__Exercise__
When the string "quantity" is part of a line below, that line should be copied.

__Record set__

use crate::errors::Error;
use crate::types::{
    Auction, Bid, DataKey, PlatformConfig, INSTANCE_TTL_AMOUNT, INSTANCE_TTL_THRESHOLD,
    PERSISTENT_TTL_AMOUNT, PERSISTENT_TTL_THRESHOLD,
};
use soroban_sdk::{Address, Env, Vec};

pub fn extend_instance_ttl(env: &Env) {
    env.storage()
        .instance()
        .extend_ttl(INSTANCE_TTL_THRESHOLD, INSTANCE_TTL_AMOUNT);
}

fn extend_persistent_ttl(env: &Env, key: &DataKey) {
    env.storage()
        .persistent()
        .extend_ttl(key, PERSISTENT_TTL_THRESHOLD, PERSISTENT_TTL_AMOUNT);
}

// ============================================================================
// CONFIG
// ============================================================================

pub fn set_config(env: &Env, config: &PlatformConfig) {
    env.storage().instance().set(&DataKey::Config, config);
}

/// The constructor always stores the config, so a missing entry is a broken deployment.
pub fn get_config(env: &Env) -> PlatformConfig {
    match env.storage().instance().get(&DataKey::Config) {
        Some(config) => config,
        None => panic!("contract config missing"),
    }
}

// ============================================================================
// REENTRANCY LOCK
// ============================================================================

pub fn acquire_lock(env: &Env) -> Result<(), Error> {
    let held: bool = env
        .storage()
        .instance()
        .get(&DataKey::Lock)
        .unwrap_or(false);
    if held {
        return Err(Error::ReentrantCall);
    }
    env.storage().instance().set(&DataKey::Lock, &true);
    Ok(())
}

pub fn release_lock(env: &Env) {
    env.storage().instance().remove(&DataKey::Lock);
}

// ============================================================================
// AUCTIONS
// ============================================================================

pub fn get_auction_counter(env: &Env) -> u64 {
    env.storage()
        .instance()
        .get(&DataKey::AuctionCounter)
        .unwrap_or(0)
}

pub fn increment_auction_counter(env: &Env) -> Result<u64, Error> {
    let counter = get_auction_counter(env)
        .checked_add(1)
        .ok_or(Error::ArithmeticOverflow)?;
    env.storage()
        .instance()
        .set(&DataKey::AuctionCounter, &counter);
    Ok(counter)
}

pub fn get_auction(env: &Env, auction_id: u64) -> Option<Auction> {
    let key = DataKey::Auction(auction_id);
    let auction = env.storage().persistent().get::<_, Auction>(&key);
    if auction.is_some() {
        extend_persistent_ttl(env, &key);
    }
    auction
}

pub fn save_auction(env: &Env, auction: &Auction) {
    let key = DataKey::Auction(auction.id);
    env.storage().persistent().set(&key, auction);
    extend_persistent_ttl(env, &key);
}

// ============================================================================
// BID HISTORY
// ============================================================================

pub fn get_auction_bids(env: &Env, auction_id: u64) -> Vec<Bid> {
    let key = DataKey::AuctionBids(auction_id);
    env.storage()
        .persistent()
        .get(&key)
        .unwrap_or(Vec::new(env))
}

pub fn add_auction_bid(env: &Env, auction_id: u64, bid: Bid) {
    let key = DataKey::AuctionBids(auction_id);
    let mut history = get_auction_bids(env, auction_id);
    history.push_back(bid);
    env.storage().persistent().set(&key, &history);
    extend_persistent_ttl(env, &key);
}

pub fn get_user_bids(env: &Env, auction_id: u64, bidder: &Address) -> Vec<i128> {
    let key = DataKey::UserBids(auction_id, bidder.clone());
    env.storage()
        .persistent()
        .get(&key)
        .unwrap_or(Vec::new(env))
}

pub fn add_user_bid(env: &Env, auction_id: u64, bidder: &Address, amount: i128) {
    let key = DataKey::UserBids(auction_id, bidder.clone());
    let mut history = get_user_bids(env, auction_id, bidder);
    history.push_back(amount);
    env.storage().persistent().set(&key, &history);
    extend_persistent_ttl(env, &key);
}

// ============================================================================
// ESCROW
// ============================================================================

pub fn get_escrow(env: &Env, auction_id: u64) -> i128 {
    let key = DataKey::Escrow(auction_id);
    env.storage().persistent().get(&key).unwrap_or(0)
}

pub fn set_escrow(env: &Env, auction_id: u64, amount: i128) {
    let key = DataKey::Escrow(auction_id);
    if amount == 0 {
        env.storage().persistent().remove(&key);
        return;
    }
    env.storage().persistent().set(&key, &amount);
    extend_persistent_ttl(env, &key);
}
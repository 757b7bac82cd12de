use soroban_sdk::{log, Address, Env, String, Vec};

use crate::errors::Error;
use crate::events::AuctionCreatedEvent;
use crate::storage;
use crate::types::{Asset, Auction, SECONDS_PER_HOUR};

pub struct AuctionTerms {
    pub title: String,
    pub description: String,
    pub content_ref: String,
    pub start_price: i128,
    pub duration_hours: u64,
    pub is_token_asset: bool,
    pub token: Option<Address>,
}

impl AuctionTerms {
    fn asset(&self, env: &Env) -> Result<Asset, Error> {
        if !self.is_token_asset {
            return Ok(Asset::Native);
        }
        match &self.token {
            Some(token) if *token != env.current_contract_address() => {
                Ok(Asset::Token(token.clone()))
            }
            _ => Err(Error::InvalidTokenAddress),
        }
    }
}

pub fn create(env: &Env, creator: Address, terms: AuctionTerms) -> Result<u64, Error> {
    if terms.title.is_empty() || terms.description.is_empty() || terms.content_ref.is_empty() {
        return Err(Error::InvalidAuctionTerms);
    }
    if terms.start_price < 0 {
        return Err(Error::InvalidAuctionTerms);
    }
    if terms.duration_hours == 0 {
        return Err(Error::InvalidDuration);
    }
    let asset = terms.asset(env)?;

    let now = env.ledger().timestamp();
    let deadline = terms
        .duration_hours
        .checked_mul(SECONDS_PER_HOUR)
        .and_then(|duration| now.checked_add(duration))
        .ok_or(Error::InvalidDuration)?;

    let id = storage::increment_auction_counter(env)?;
    let auction = Auction {
        id,
        creator: creator.clone(),
        title: terms.title,
        description: terms.description,
        content_ref: terms.content_ref,
        start_price: terms.start_price,
        created_at: now,
        deadline,
        asset,
        highest_bid: 0,
        highest_bidder: None,
        ended: false,
    };
    storage::save_auction(env, &auction);

    log!(env, "auction created", id, deadline);
    AuctionCreatedEvent {
        auction_id: id,
        creator,
        title: auction.title,
        start_price: auction.start_price,
        deadline,
        asset: auction.asset,
    }
    .publish(env);

    Ok(id)
}

pub fn get(env: &Env, auction_id: u64) -> Result<Auction, Error> {
    storage::get_auction(env, auction_id).ok_or(Error::NotFound)
}

/// Every auction in creation order.
pub fn list_all(env: &Env) -> Vec<Auction> {
    let mut auctions = Vec::new(env);
    for id in 1..=storage::get_auction_counter(env) {
        if let Some(auction) = storage::get_auction(env, id) {
            auctions.push_back(auction);
        }
    }
    auctions
}
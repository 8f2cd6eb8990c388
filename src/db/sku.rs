//! Lookups shared by every endpoint that renders SKUs: existence, price, image,
//! attributes and stock.

use crate::db::models::{
    AttributeInfo, ImageInfo, PriceInfo, SkuAttributeRow, SkuPriceRow, SkuPrimaryImageRow,
};
use crate::errors::ApiError;
use crate::services::catalog::effective_price;
use crate::Result;
use chrono::NaiveDateTime;
use diesel::dsl::sum;
use diesel::sql_types::{Array, Text, Timestamp};
use diesel::{sql_query, ExpressionMethods, OptionalExtension, QueryDsl};
use diesel_async::{AsyncPgConnection, RunQueryDsl};
use std::collections::HashMap;
use tracing::error;

pub const REGULAR_PRICE_TYPE_ID: i32 = 1;
pub const SALE_PRICE_TYPE_ID: i32 = 2;

/// Returns the product id of a live SKU, `SkuNotFound` otherwise
pub async fn find_sku_product(conn: &mut AsyncPgConnection, sku: &str) -> Result<String> {
    use crate::schema::product_skus::dsl::*;

    product_skus
        .filter(id.eq(sku))
        .filter(deleted_at.is_null())
        .select(product_id)
        .first::<String>(conn)
        .await
        .optional()?
        .ok_or(ApiError::SkuNotFound)
}

/// Sum of `quantity - reserved_quantity` over every inventory location of a SKU
pub async fn available_stock(conn: &mut AsyncPgConnection, sku: &str) -> Result<i64> {
    use crate::schema::inventory::dsl::*;

    let available = inventory
        .filter(sku_id.eq(sku))
        .select(sum(quantity - reserved_quantity))
        .get_result::<Option<i64>>(conn)
        .await?;

    Ok(available.unwrap_or(0))
}

/// Available stock of several SKUs, SKUs without inventory rows are absent
pub async fn available_stocks(
    conn: &mut AsyncPgConnection,
    sku_ids: &[String],
) -> Result<HashMap<String, i64>> {
    use crate::schema::inventory::dsl::*;

    let rows = inventory
        .filter(sku_id.eq_any(sku_ids))
        .group_by(sku_id)
        .select((sku_id, sum(quantity - reserved_quantity)))
        .load::<(String, Option<i64>)>(conn)
        .await?;

    Ok(rows
        .into_iter()
        .map(|(sku, available)| (sku, available.unwrap_or(0)))
        .collect())
}

/// Price, primary image and attributes of a set of SKUs
#[derive(Debug, Default)]
pub struct SkuDetails {
    prices: HashMap<String, PriceInfo>,
    images: HashMap<String, ImageInfo>,
    attributes: HashMap<String, Vec<AttributeInfo>>,
}

impl SkuDetails {
    pub async fn load(
        conn: &mut AsyncPgConnection,
        sku_ids: &[String],
        now: NaiveDateTime,
    ) -> Result<Self> {
        if sku_ids.is_empty() {
            return Ok(Self::default());
        }

        let price_rows = load_price_rows(conn, sku_ids, now).await?;
        let image_rows = load_primary_image_rows(conn, sku_ids).await?;
        let attribute_rows = load_attribute_rows(conn, sku_ids).await?;

        let prices = price_rows
            .iter()
            .filter_map(|row| effective_price(row).map(|price| (row.sku_id.clone(), price)))
            .collect();

        let images = image_rows
            .into_iter()
            .map(|row| {
                (
                    row.sku_id,
                    ImageInfo {
                        id: row.id,
                        url: row.main_image_url,
                        alt_text: row.alt_text,
                    },
                )
            })
            .collect();

        let mut attributes: HashMap<String, Vec<AttributeInfo>> = HashMap::new();
        for row in attribute_rows {
            attributes.entry(row.sku_id).or_default().push(AttributeInfo {
                attribute_id: row.attribute_id,
                attribute_name: row.attribute_name,
                attribute_code: row.attribute_code,
                value_string: row.value_string,
            });
        }

        Ok(Self {
            prices,
            images,
            attributes,
        })
    }

    pub fn price(&self, sku_id: &str) -> Option<PriceInfo> {
        self.prices.get(sku_id).cloned()
    }

    pub fn primary_image(&self, sku_id: &str) -> Option<ImageInfo> {
        self.images.get(sku_id).cloned()
    }

    pub fn attributes(&self, sku_id: &str) -> Vec<AttributeInfo> {
        self.attributes.get(sku_id).cloned().unwrap_or_default()
    }
}

/// Latest active regular price and in-window sale price of each SKU
pub async fn load_price_rows(
    conn: &mut AsyncPgConnection,
    sku_ids: &[String],
    now: NaiveDateTime,
) -> Result<Vec<SkuPriceRow>> {
    let query = format!(
        "SELECT s.id AS sku_id,
                CAST(rp.price AS DOUBLE PRECISION) AS regular_price,
                CAST(sp.price AS DOUBLE PRECISION) AS sale_price,
                sp.type_code AS sale_type_code
         FROM product_skus s
         LEFT JOIN LATERAL (
             SELECT p.price FROM prices p
             WHERE p.sku_id = s.id AND p.price_type_id = {regular} AND p.is_active
             ORDER BY p.updated_at DESC, p.id DESC
             LIMIT 1
         ) rp ON TRUE
         LEFT JOIN LATERAL (
             SELECT p.price, pt.type_code FROM prices p
             JOIN price_types pt ON pt.id = p.price_type_id
             WHERE p.sku_id = s.id AND p.price_type_id = {sale} AND p.is_active
               AND p.start_date <= $2 AND p.end_date >= $2
             ORDER BY p.updated_at DESC, p.id DESC
             LIMIT 1
         ) sp ON TRUE
         WHERE s.id = ANY($1)",
        regular = REGULAR_PRICE_TYPE_ID,
        sale = SALE_PRICE_TYPE_ID,
    );

    sql_query(query)
        .bind::<Array<Text>, _>(sku_ids.to_vec())
        .bind::<Timestamp, _>(now)
        .load::<SkuPriceRow>(conn)
        .await
        .map_err(|e| {
            error!("Failed to fetch SKU prices: {}", e);
            e.into()
        })
}

/// The `main` image of each SKU, else its first image by sort order
async fn load_primary_image_rows(
    conn: &mut AsyncPgConnection,
    sku_ids: &[String],
) -> Result<Vec<SkuPrimaryImageRow>> {
    sql_query(
        "SELECT DISTINCT ON (sku_id) sku_id, id, main_image_url, alt_text
         FROM sku_images
         WHERE sku_id = ANY($1)
         ORDER BY sku_id, (image_type = 'main') DESC, sort_order, id",
    )
    .bind::<Array<Text>, _>(sku_ids.to_vec())
    .load::<SkuPrimaryImageRow>(conn)
    .await
    .map_err(|e| {
        error!("Failed to fetch SKU images: {}", e);
        e.into()
    })
}

/// Attribute values of each SKU ordered by attribute sort order
///
/// The displayed value falls back from the option value to the string, number and
/// boolean columns, then to an empty string.
async fn load_attribute_rows(
    conn: &mut AsyncPgConnection,
    sku_ids: &[String],
) -> Result<Vec<SkuAttributeRow>> {
    sql_query(
        "SELECT sv.sku_id, a.id AS attribute_id, a.name AS attribute_name, a.attribute_code,
                COALESCE(ao.value, sv.value_string, CAST(sv.value_number AS TEXT),
                         CAST(sv.value_boolean AS TEXT), '') AS value_string
         FROM sku_values sv
         JOIN attributes a ON a.id = sv.attribute_id
         LEFT JOIN attribute_options ao ON ao.id = sv.option_id
         WHERE sv.sku_id = ANY($1)
         ORDER BY sv.sku_id, a.sort_order, a.id",
    )
    .bind::<Array<Text>, _>(sku_ids.to_vec())
    .load::<SkuAttributeRow>(conn)
    .await
    .map_err(|e| {
        error!("Failed to fetch SKU attributes: {}", e);
        e.into()
    })
}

__Result__
/// Sum of `quantity - reserved_quantity` over every inventory location of a SKU
        .select(sum(quantity - reserved_quantity))
        .select((sku_id, sum(quantity - reserved_quantity)))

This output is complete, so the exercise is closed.